勤めているAO機器の会社で、彼女は総務に居た。

 そして俺は営業課。有給の取り扱いやら何やらで彼女にはやたらとお世話になったから、よく話す女の子だった。

 歳も、1つ下。

 営業課故の出張の多さで、チケットの手配を頼むときに一度年齢の話が出て、それで判ったことだったけど。

 兼田都と言う名前で、テキパキと物事を処理する好感のもてる子だった。仕事も早かったし、よく気がつく子だったから、俺は実際何度も助けられていた。明るく笑う。
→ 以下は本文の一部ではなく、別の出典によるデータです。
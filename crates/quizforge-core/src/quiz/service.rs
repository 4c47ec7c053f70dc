//! Quiz workflow
//!
//! Every path that may reach the AI backend goes through the same steps:
//! quota admission check, usage record, governed dispatch. Locally graded
//! answers stop after the admission check.

use super::parse::{grade_locally, parse_grade, parse_quiz};
use super::prompt::{grading_prompt, quiz_prompt};
use super::types::{
    AnswerRecord, AnswerSubmission, Grade, GradedBy, QuizOutcome, QuizRequest, QuizSession,
    Verdict, MAX_QUESTIONS, MIN_QUESTIONS,
};
use crate::error::{Error, Result};
use crate::governor::RequestGovernor;
use crate::quota::QuotaTracker;
use crate::session::SessionStore;
use chrono::Utc;
use quizforge_llm::util::truncate_safe;
use quizforge_llm::{CompletionRequest, CompletionResponse, LlmProvider};
use std::sync::Arc;
use tracing::{debug, info, instrument, warn};
use uuid::Uuid;

/// Tunables for backend calls
#[derive(Debug, Clone)]
pub struct QuizOptions {
    /// Model override; empty means the provider default
    pub model: String,
    /// Output token budget for quiz generation
    pub max_output_tokens: u32,
    /// Output token budget for grading
    pub grading_max_tokens: u32,
}

impl Default for QuizOptions {
    fn default() -> Self {
        Self {
            model: String::new(),
            max_output_tokens: 8192,
            grading_max_tokens: 1024,
        }
    }
}

/// Quiz generation and grading on top of the quota tracker and governor.
pub struct QuizService {
    quota: Arc<QuotaTracker>,
    governor: Arc<RequestGovernor<CompletionResponse>>,
    provider: Arc<dyn LlmProvider>,
    sessions: Arc<dyn SessionStore>,
    options: QuizOptions,
}

impl QuizService {
    /// Create a new service
    pub fn new(
        quota: Arc<QuotaTracker>,
        governor: Arc<RequestGovernor<CompletionResponse>>,
        provider: Arc<dyn LlmProvider>,
        sessions: Arc<dyn SessionStore>,
    ) -> Self {
        Self {
            quota,
            governor,
            provider,
            sessions,
            options: QuizOptions::default(),
        }
    }

    /// Replace the backend call options
    #[must_use]
    pub fn with_options(mut self, options: QuizOptions) -> Self {
        self.options = options;
        self
    }

    /// Quota tracker in use
    pub fn quota(&self) -> &Arc<QuotaTracker> {
        &self.quota
    }

    /// Governor in use
    pub fn governor(&self) -> &Arc<RequestGovernor<CompletionResponse>> {
        &self.governor
    }

    /// Session store in use
    pub fn sessions(&self) -> &Arc<dyn SessionStore> {
        &self.sessions
    }

    /// Generate a quiz and store it as a new session.
    #[instrument(skip(self, request), fields(question_type = %request.question_type, count = request.count))]
    pub async fn generate_quiz(&self, request: QuizRequest) -> Result<QuizSession> {
        validate_request(&request)?;
        self.admit().await?;

        let prompt = quiz_prompt(&request, self.options.max_output_tokens);
        let response = self.call_backend(prompt).await?;

        let outcome = match parse_quiz(&response.content, request.question_type) {
            Some(questions) => {
                if questions.len() != request.count as usize {
                    debug!(
                        requested = request.count,
                        received = questions.len(),
                        "Backend returned a different number of questions"
                    );
                }
                QuizOutcome::Structured { questions }
            }
            None => {
                warn!("Backend output did not match the quiz format, keeping raw text");
                QuizOutcome::Unstructured {
                    raw: response.content,
                }
            }
        };

        let session = QuizSession::new(&request, outcome);
        self.sessions.insert(session.clone()).await?;
        info!(session_id = %session.id, "Quiz session created");
        Ok(session)
    }

    /// Grade one answer and record it on the session.
    #[instrument(skip(self, submission), fields(question_index = submission.question_index))]
    pub async fn validate_answer(
        &self,
        session_id: Uuid,
        submission: AnswerSubmission,
    ) -> Result<AnswerRecord> {
        self.admit().await?;

        let session = self
            .sessions
            .get(session_id)
            .await?
            .ok_or_else(|| Error::NotFound(format!("session {}", session_id)))?;

        let questions = session.outcome.questions().ok_or_else(|| {
            Error::InvalidInput("this quiz has no structured questions to answer".to_string())
        })?;
        let question = questions.get(submission.question_index).ok_or_else(|| {
            Error::InvalidInput(format!(
                "question index {} out of range (quiz has {} questions)",
                submission.question_index,
                questions.len()
            ))
        })?;
        if submission.answer.trim().is_empty() {
            return Err(Error::InvalidInput("answer must not be empty".to_string()));
        }

        let grade = match grade_locally(question, session.question_type, &submission.answer) {
            Some(correct) => Grade {
                verdict: if correct {
                    Verdict::Correct
                } else {
                    Verdict::Incorrect
                },
                correct_answer: Some(question.answer.clone()),
                feedback: question.explanation.clone(),
                graded_by: GradedBy::Local,
            },
            None => {
                let prompt = grading_prompt(
                    question,
                    &submission.answer,
                    self.options.grading_max_tokens,
                );
                let response = self.call_backend(prompt).await?;
                ai_grade(&response.content, &question.answer)
            }
        };

        let record = AnswerRecord {
            question_index: submission.question_index,
            answer: submission.answer,
            grade,
            answered_at: Utc::now(),
        };
        self.sessions
            .record_answer(session_id, record.clone())
            .await?;
        Ok(record)
    }

    /// Refuse the request when the quota pre-check says so.
    async fn admit(&self) -> Result<()> {
        let status = self.quota.check().await;
        if status.is_quota_exceeded {
            let retry_after_secs = status.retry_after_secs();
            warn!(retry_after_secs, "Admission denied by quota check");
            return Err(Error::AdmissionDenied { retry_after_secs });
        }
        Ok(())
    }

    /// Record usage and dispatch through the governor.
    async fn call_backend(&self, request: CompletionRequest) -> Result<CompletionResponse> {
        let recorded = self.quota.record().await;
        if recorded.is_quota_exceeded {
            // The call is already counted; it still goes out.
            warn!(
                requests_this_minute = recorded.state.requests_this_minute,
                requests_today = recorded.state.requests_today,
                "Quota exceeded by this call, dispatching anyway"
            );
        }

        let request = if self.options.model.is_empty() {
            request
        } else {
            request.with_model(self.options.model.clone())
        };

        let provider = Arc::clone(&self.provider);
        self.governor
            .submit(move || {
                let provider = Arc::clone(&provider);
                let request = request.clone();
                async move { provider.complete(request).await }
            })
            .await
    }
}

fn validate_request(request: &QuizRequest) -> Result<()> {
    if !(MIN_QUESTIONS..=MAX_QUESTIONS).contains(&request.count) {
        return Err(Error::InvalidInput(format!(
            "question count must be between {} and {}",
            MIN_QUESTIONS, MAX_QUESTIONS
        )));
    }
    if request.source.material().trim().is_empty() {
        return Err(Error::InvalidInput(
            "study material must not be empty".to_string(),
        ));
    }
    Ok(())
}

fn ai_grade(raw: &str, reference: &str) -> Grade {
    match parse_grade(raw) {
        Some(grade) => Grade {
            verdict: if grade.correct {
                Verdict::Correct
            } else {
                Verdict::Incorrect
            },
            correct_answer: Some(reference.to_string()),
            feedback: grade.feedback,
            graded_by: GradedBy::Ai,
        },
        None => {
            warn!("Grader output did not match the expected format");
            let feedback = raw.trim();
            Grade {
                verdict: Verdict::Ungraded,
                correct_answer: Some(reference.to_string()),
                feedback: (!feedback.is_empty())
                    .then(|| truncate_safe(feedback, 2_000).to_string()),
                graded_by: GradedBy::Ai,
            }
        }
    }
}
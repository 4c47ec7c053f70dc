//! Wall-clock abstraction
//!
//! Quota accounting depends on "now" and on the local calendar date, so it
//! reads both through [`Clock`] instead of calling `Utc::now()` directly.

use chrono::{DateTime, Duration, Local, NaiveDate, Utc};
use std::sync::Mutex;

/// Source of the current time.
pub trait Clock: Send + Sync {
    /// Current instant
    fn now(&self) -> DateTime<Utc>;

    /// Current calendar date in local time
    fn today(&self) -> NaiveDate {
        self.now().with_timezone(&Local).date_naive()
    }
}

/// The real system clock.
#[derive(Debug, Default, Clone, Copy)]
pub struct SystemClock;

impl Clock for SystemClock {
    fn now(&self) -> DateTime<Utc> {
        Utc::now()
    }
}

/// A clock that only moves when told to.
#[derive(Debug)]
pub struct ManualClock {
    now: Mutex<DateTime<Utc>>,
}

impl ManualClock {
    /// Create a clock frozen at `start`.
    #[must_use]
    pub fn new(start: DateTime<Utc>) -> Self {
        Self {
            now: Mutex::new(start),
        }
    }

    /// Move the clock forward.
    pub fn advance(&self, by: Duration) {
        let mut now = self.now.lock().unwrap_or_else(|e| e.into_inner());
        *now += by;
    }

    /// Jump to an absolute instant.
    pub fn set(&self, to: DateTime<Utc>) {
        *self.now.lock().unwrap_or_else(|e| e.into_inner()) = to;
    }
}

impl Clock for ManualClock {
    fn now(&self) -> DateTime<Utc> {
        *self.now.lock().unwrap_or_else(|e| e.into_inner())
    }
}

#[cfg(test)]
mod tests {
    use super::*;
    use chrono::TimeZone;

    #[test]
    fn test_manual_clock_advance() {
        let start = Utc.with_ymd_and_hms(2026, 3, 10, 12, 0, 0).unwrap();
        let clock = ManualClock::new(start);
        assert_eq!(clock.now(), start);

        clock.advance(Duration::seconds(90));
        assert_eq!(clock.now(), start + Duration::seconds(90));
    }

    #[test]
    fn test_today_changes_after_a_day() {
        let start = Utc.with_ymd_and_hms(2026, 3, 10, 12, 0, 0).unwrap();
        let clock = ManualClock::new(start);
        let day_one = clock.today();

        clock.advance(Duration::days(1));
        assert_eq!(clock.today(), day_one.succ_opt().unwrap());
    }
}
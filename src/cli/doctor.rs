//! CLI command: `quizforge doctor`
//!
//! Checks configuration, the quota state file and LLM credentials.

use crate::server::config::AppConfig;
use crate::server::{load_config, validate_config};
use quizforge_core::{FileQuotaStore, QuotaStore};
use quizforge_llm::util::mask_api_key;
use std::path::Path;

pub async fn run() -> anyhow::Result<()> {
    println!("Quizforge Doctor\n");

    let config = match load_config() {
        Ok(config) => config,
        Err(e) => {
            println!("Checking configuration... FAILED");
            println!("  {:#}", e);
            std::process::exit(1);
        }
    };

    let mut all_ok = true;
    all_ok &= check_config(&config);
    all_ok &= check_quota_state(&config).await;
    all_ok &= check_llm(&config);

    println!();
    if all_ok {
        println!("All checks passed. Ready to run Quizforge.");
    } else {
        println!("Some checks failed. Please fix the issues above.");
        std::process::exit(1);
    }

    Ok(())
}

fn check_config(config: &AppConfig) -> bool {
    print!("Checking configuration... ");
    match validate_config(config) {
        Ok(()) => {
            println!("ok");
            println!(
                "  quota: {}/min, {}/day; governor: one call every {}s, {} retries",
                config.quota.minute_quota,
                config.quota.daily_quota,
                config.governor.min_interval_secs,
                config.governor.max_retries
            );
            true
        }
        Err(e) => {
            println!("FAILED");
            println!("  {}", e);
            false
        }
    }
}

async fn check_quota_state(config: &AppConfig) -> bool {
    let path = config.quota_state_path();
    print!("Checking quota state... ");

    let store = FileQuotaStore::new(path.clone());
    match store.load().await {
        Ok(Some(state)) => {
            println!("ok ({})", path.display());
            println!(
                "  {} requests on {}, {} days of history",
                state.requests_today,
                state.day_key,
                state.history.len()
            );
            true
        }
        Ok(None) => {
            println!("will create {}", path.display());
            dir_writable(path.parent())
        }
        Err(e) => {
            // The server falls back to fresh counters in this case.
            println!("unreadable ({})", e);
            println!("  The file will be replaced on the next recorded call");
            true
        }
    }
}

fn dir_writable(dir: Option<&Path>) -> bool {
    let Some(dir) = dir else {
        return true;
    };
    if !dir.exists() {
        return true;
    }
    match std::fs::metadata(dir) {
        Ok(meta) if meta.permissions().readonly() => {
            println!("  {} is read-only", dir.display());
            false
        }
        Ok(_) => true,
        Err(e) => {
            println!("  cannot inspect {}: {}", dir.display(), e);
            false
        }
    }
}

fn check_llm(config: &AppConfig) -> bool {
    print!("Checking LLM provider... ");
    match config.llm.provider.as_str() {
        "mock" => {
            println!("mock (canned responses)");
            true
        }
        "gemini" => {
            let key = std::env::var("GEMINI_API_KEY").or_else(|_| std::env::var("GOOGLE_API_KEY"));
            match key {
                Ok(key) if !key.trim().is_empty() => {
                    println!("gemini, key {}", mask_api_key(&key));
                    true
                }
                _ => {
                    println!("FAILED");
                    println!("  Set GEMINI_API_KEY (or GOOGLE_API_KEY) in the environment or .env");
                    false
                }
            }
        }
        other => {
            println!("FAILED");
            println!("  Unknown provider '{}'", other);
            false
        }
    }
}
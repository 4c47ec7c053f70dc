//! Completion request and response types
//!
//! A quiz prompt is a single user turn, optionally framed by a system
//! instruction, so the request shape is deliberately flat.

use serde::{Deserialize, Serialize};

/// Token usage information
#[derive(Debug, Clone, Default, PartialEq, Eq, Serialize, Deserialize)]
pub struct TokenUsage {
    /// Prompt tokens
    pub prompt_tokens: u32,
    /// Completion tokens
    pub completion_tokens: u32,
    /// Total tokens
    pub total_tokens: u32,
}

/// Completion request
#[derive(Debug, Clone, Default)]
pub struct CompletionRequest {
    /// Model to use (empty = provider default)
    pub model: String,
    /// Optional system instruction
    pub system: Option<String>,
    /// User prompt
    pub prompt: String,
    /// Maximum tokens to generate
    pub max_tokens: Option<u32>,
    /// Temperature (0.0 - 2.0)
    pub temperature: Option<f32>,
    /// Ask the backend for a JSON document instead of free text
    pub json_output: bool,
}

impl CompletionRequest {
    /// Create a new completion request for a prompt
    #[must_use]
    pub fn new(prompt: impl Into<String>) -> Self {
        Self {
            prompt: prompt.into(),
            ..Default::default()
        }
    }

    /// Set the model
    #[must_use]
    pub fn with_model(mut self, model: impl Into<String>) -> Self {
        self.model = model.into();
        self
    }

    /// Set the system instruction
    #[must_use]
    pub fn with_system(mut self, system: impl Into<String>) -> Self {
        self.system = Some(system.into());
        self
    }

    /// Set max tokens
    #[must_use]
    pub fn with_max_tokens(mut self, max_tokens: u32) -> Self {
        self.max_tokens = Some(max_tokens);
        self
    }

    /// Set temperature
    #[must_use]
    pub fn with_temperature(mut self, temperature: f32) -> Self {
        self.temperature = Some(temperature);
        self
    }

    /// Request JSON output
    #[must_use]
    pub fn with_json_output(mut self) -> Self {
        self.json_output = true;
        self
    }
}

/// Completion response
#[derive(Debug, Clone, Serialize, Deserialize)]
pub struct CompletionResponse {
    /// Generated content
    pub content: String,
    /// Token usage
    pub usage: Option<TokenUsage>,
    /// Finish reason
    pub finish_reason: Option<String>,
    /// Model that produced the content
    pub model: String,
}

impl CompletionResponse {
    /// Plain text response without usage metadata
    #[must_use]
    pub fn text(content: impl Into<String>, model: impl Into<String>) -> Self {
        Self {
            content: content.into(),
            usage: None,
            finish_reason: Some("stop".to_string()),
            model: model.into(),
        }
    }
}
だけどいつでも影があるというか、どこか暗い印象を持っているなあと思っていたんだった。

 当時は俺にも付き合っている彼女がいたし、兼田とは本当に気の合う同僚の仲で、たまーに飲みに言ったりもしていた。

 その彼女が、実は長期間に渡って広報部の部長と不倫をしていたと知ったのは、3年前の秋だった。

 最初に社内の噂で聞いた時、妙に納得したのを覚えている。

 ・・・ああ、それで、あの暗さかと。

 人に言えない恋愛をしていて、それ故の破れかぶれ的なところがあったんだな、と。

 相手の部長は社内でも有名な出世株で、美形で、不倫が出来るくらいの要領の良さと収入があった。だけれども、社内でも女性社員の憧れの的である有名なその彼が不倫相手に選んだのがどちらかと言えば地味な兼田だったから、皆驚いていたんだ。

 え?総務の?誰って??って、女子社員が騒いでいた。

 不倫が終わった原因は奥さんにバレたことで、嫉妬の嵐のようになったらしい奥さんは、最終手段に出たのだ。

 自分のダンナとその部下の不倫を調べつくし、それを細かく書いて会社中の部にファックスとメールと電話で公開したのだ。

 一夜にして、兼田都は人の夫を寝取った悪女になった。